Background ACP was introduced into our 40-bed dementia unit in 2011. As residents are typically unable to make choices regarding future care, we developed a specific process based on, and maintaining the essence of, the New Zealand ACP process for competent people.
Aim To describe the process of incorporating ACP into the care of people with significant cognitive impairment, and to identify the challenges, risks and benefits.
The ACP process is described.
Questionnaires provided to staff and families.
Vignettes describe a variety of examples of the ACP process in practice.
Retrospective and current file audits.
Results Challenges include staff finding time, and lack of confidence and ability, for ACP conversations.

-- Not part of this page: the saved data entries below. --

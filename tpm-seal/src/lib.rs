// SPDX-FileCopyrightText: © 2025 Phala Network <dstack@phala.network>
//
// SPDX-License-Identifier: Apache-2.0

//! Policy-gated sealing on top of the [`tpm2`] client
//!
//! - [`negotiator`]: picks how an HMAC session is keyed and encrypted
//! - [`policy`]: computes and satisfies PCR policies with trial and real sessions
//! - [`seal`]: create, load and unseal sealed data objects
//! - [`import`]: wrap a secret for a foreign TPM's endorsement key and unwrap it there
//! - [`eventlog`]: check a firmware event log against live PCRs
//! - [`flows`]: the end-to-end sequences run by the `tpm-seal` binary

pub mod error;
pub mod eventlog;
pub mod flows;
pub mod import;
pub mod keys;
pub mod negotiator;
pub mod pcr_spec;
pub mod policy;
pub mod seal;

pub use error::{classify, report};
pub use import::ImportBlob;
pub use negotiator::{HmacMode, SaltKeys, SessionPlan};
pub use seal::{SealPolicy, SealedBlob};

Risks include inappropriately excluding the resident from the conversations.
Benefits include improved end of life experience for residents and their families, and reduced requirement for crisis intervention.

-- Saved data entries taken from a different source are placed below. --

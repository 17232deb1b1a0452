// SPDX-FileCopyrightText: © 2025 Phala Network <dstack@phala.network>
//
// SPDX-License-Identifier: Apache-2.0

use tpm2::{
    sweep, Auth, ErrorCategory, HandleScope, ParameterEncryption, SimulatorConfig, SweepScope,
    TpmAlgId, TpmContext, TpmHt, TpmtPublic, Tpm2bSensitiveCreate, tpm_rh,
};
use tpm_seal::negotiator::{HmacMode, SaltKeys, SessionPlan};
use tpm_seal::seal::{self, SealPolicy};
use tpm_seal::{classify, flows, policy};
use zeroize::Zeroizing;

fn simulator() -> TpmContext {
    TpmContext::simulator(SimulatorConfig::default())
}

fn live_handles(ctx: &mut TpmContext) -> usize {
    ctx.get_handles(TpmHt::Transient).unwrap().len()
        + ctx.get_handles(TpmHt::LOADED_SESSION).unwrap().len()
}

#[test]
fn seals_secrets_to_pcr23() {
    let mut ctx = simulator();
    let data = flows::seal_unseal(&mut ctx, 23, flows::SEAL_UNSEAL_PAYLOAD).unwrap();
    assert_eq!(String::from_utf8_lossy(&data), "secrets");
    assert_eq!(live_handles(&mut ctx), 0);
}

#[test]
fn pcr_drift_is_an_authorization_failure() {
    let mut ctx = simulator();
    let mut scope = HandleScope::new(&mut ctx);
    let srk = seal::create_srk(&mut scope, Auth::null(), &[]).unwrap();
    let pcrs = policy::current_pcrs(&mut scope, TpmAlgId::Sha256, &[23]).unwrap();
    let sealed_to = SealPolicy::Pcr(pcrs);
    let blob = seal::seal(&mut scope, &srk.handle, Auth::null(), &sealed_to, b"secrets").unwrap();
    let item = seal::load_sealed(&mut scope, &srk.handle, Auth::null(), &blob).unwrap();

    // Unsealing is repeatable while the PCR holds
    for _ in 0..2 {
        assert_eq!(&*seal::unseal(&mut scope, &item, &sealed_to).unwrap(), b"secrets");
    }

    scope
        .tpm()
        .pcr_extend(23, &[0x11; 32], TpmAlgId::Sha256)
        .unwrap();
    let err = seal::unseal(&mut scope, &item, &sealed_to).unwrap_err();
    assert_eq!(classify(&err), ErrorCategory::Authorization);
    assert_eq!(classify(&err).exit_code(), 4);
    scope.close().unwrap();
    assert_eq!(live_handles(&mut ctx), 0);
}

#[test]
fn salted_sessions_are_fresh() {
    let mut ctx = simulator();
    let mut scope = HandleScope::new(&mut ctx);
    let ek = seal::create_ek(&mut scope).unwrap();
    let srk = seal::create_srk(&mut scope, Auth::null(), &[]).unwrap();
    let object_auth = Zeroizing::new(b"object auth".to_vec());
    let sealed_to = SealPolicy::AuthValue(object_auth.clone());
    let blob = seal::seal(&mut scope, &srk.handle, Auth::null(), &sealed_to, b"payload").unwrap();
    let item = seal::load_sealed(&mut scope, &srk.handle, Auth::null(), &blob).unwrap();

    let plan = SessionPlan::new(HmacMode::SaltedByEk, ParameterEncryption::Out);
    let keys = SaltKeys {
        ek: Some((&ek.handle, &ek.public)),
        primary: None,
    };
    let mut first = plan.start(&mut scope, &item, &object_auth, keys).unwrap();
    let mut second = plan.start(&mut scope, &item, &object_auth, keys).unwrap();
    assert!(!first.session_key().is_empty());
    assert_ne!(first.session_key(), second.session_key());

    for session in [&mut first, &mut second] {
        let data = seal::unseal_with_session(&mut scope, &item, session).unwrap();
        assert_eq!(&*data, b"payload");
    }
    scope.close_session(first).unwrap();
    scope.close_session(second).unwrap();
    scope.close().unwrap();
}

#[test]
fn every_session_mode_unseals() {
    let encryptions = [
        ParameterEncryption::None,
        ParameterEncryption::In,
        ParameterEncryption::Out,
        ParameterEncryption::InOut,
    ];
    for mode in HmacMode::ALL {
        for encryption in encryptions {
            let mut ctx = simulator();
            let plan = SessionPlan::new(mode, encryption);
            let data = flows::encrypted_session(&mut ctx, b"over the wire", plan)
                .unwrap_or_else(|e| panic!("{mode} {encryption:?}: {e:#}"));
            assert_eq!(&*data, b"over the wire");
            assert_eq!(live_handles(&mut ctx), 0, "{mode} {encryption:?} leaked");
        }
    }
}

#[test]
fn missing_salt_key_is_rejected() {
    let mut ctx = simulator();
    let mut scope = HandleScope::new(&mut ctx);
    let srk = seal::create_srk(&mut scope, Auth::null(), &[]).unwrap();
    let plan = SessionPlan::new(HmacMode::SaltedByEk, ParameterEncryption::None);
    let err = plan
        .start(&mut scope, &srk.handle, &[], SaltKeys::default())
        .unwrap_err();
    assert_eq!(classify(&err), ErrorCategory::MalformedInput);
    scope.close().unwrap();
}

#[test]
fn sweep_is_idempotent() {
    let mut ctx = simulator();
    {
        let mut scope = HandleScope::new(&mut ctx);
        seal::create_srk(&mut scope, Auth::null(), &[]).unwrap();
        scope.start_trial(TpmAlgId::Sha256).unwrap();
        // Simulate a crashed run that never released its handles
        std::mem::forget(scope);
    }
    assert_eq!(live_handles(&mut ctx), 2);

    assert_eq!(sweep(&mut ctx, SweepScope::All).unwrap(), 2);
    assert_eq!(live_handles(&mut ctx), 0);
    assert_eq!(sweep(&mut ctx, SweepScope::All).unwrap(), 0);
    assert_eq!(live_handles(&mut ctx), 0);
}

#[test]
fn exhausted_pool_recovers_after_sweep() {
    let mut ctx = simulator();
    for hierarchy in [tpm_rh::OWNER, tpm_rh::ENDORSEMENT, tpm_rh::PLATFORM] {
        ctx.create_primary(
            hierarchy,
            Auth::null(),
            &TpmtPublic::ecc_storage_key(),
            &Tpm2bSensitiveCreate::empty(),
        )
        .unwrap();
    }

    let err = flows::seal_unseal(&mut ctx, 23, b"secrets").unwrap_err();
    assert_eq!(classify(&err), ErrorCategory::ResourceExhausted);
    assert!(tpm_seal::report(&err).starts_with("TPM out of resources"));

    assert_eq!(sweep(&mut ctx, SweepScope::Transient).unwrap(), 3);
    let data = flows::seal_unseal(&mut ctx, 23, b"secrets").unwrap();
    assert_eq!(&*data, b"secrets");
}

Discussion Concern has been expressed that ACP for people with significant cognitive impairment is not appropriate, or is risky. Our experience tells us that not only is a safe and effective process possible, it is essential if the preferences of people with significant cognitive impairment are to consistently be taken into account. Maybe the process needs to have a different title?
Conclusion The process we use improves efficiency and effectiveness of the healthcare we provide, by promoting a proactive approach to the care of residents, positively impacting residents, staff, GPs and the wider healthcare team.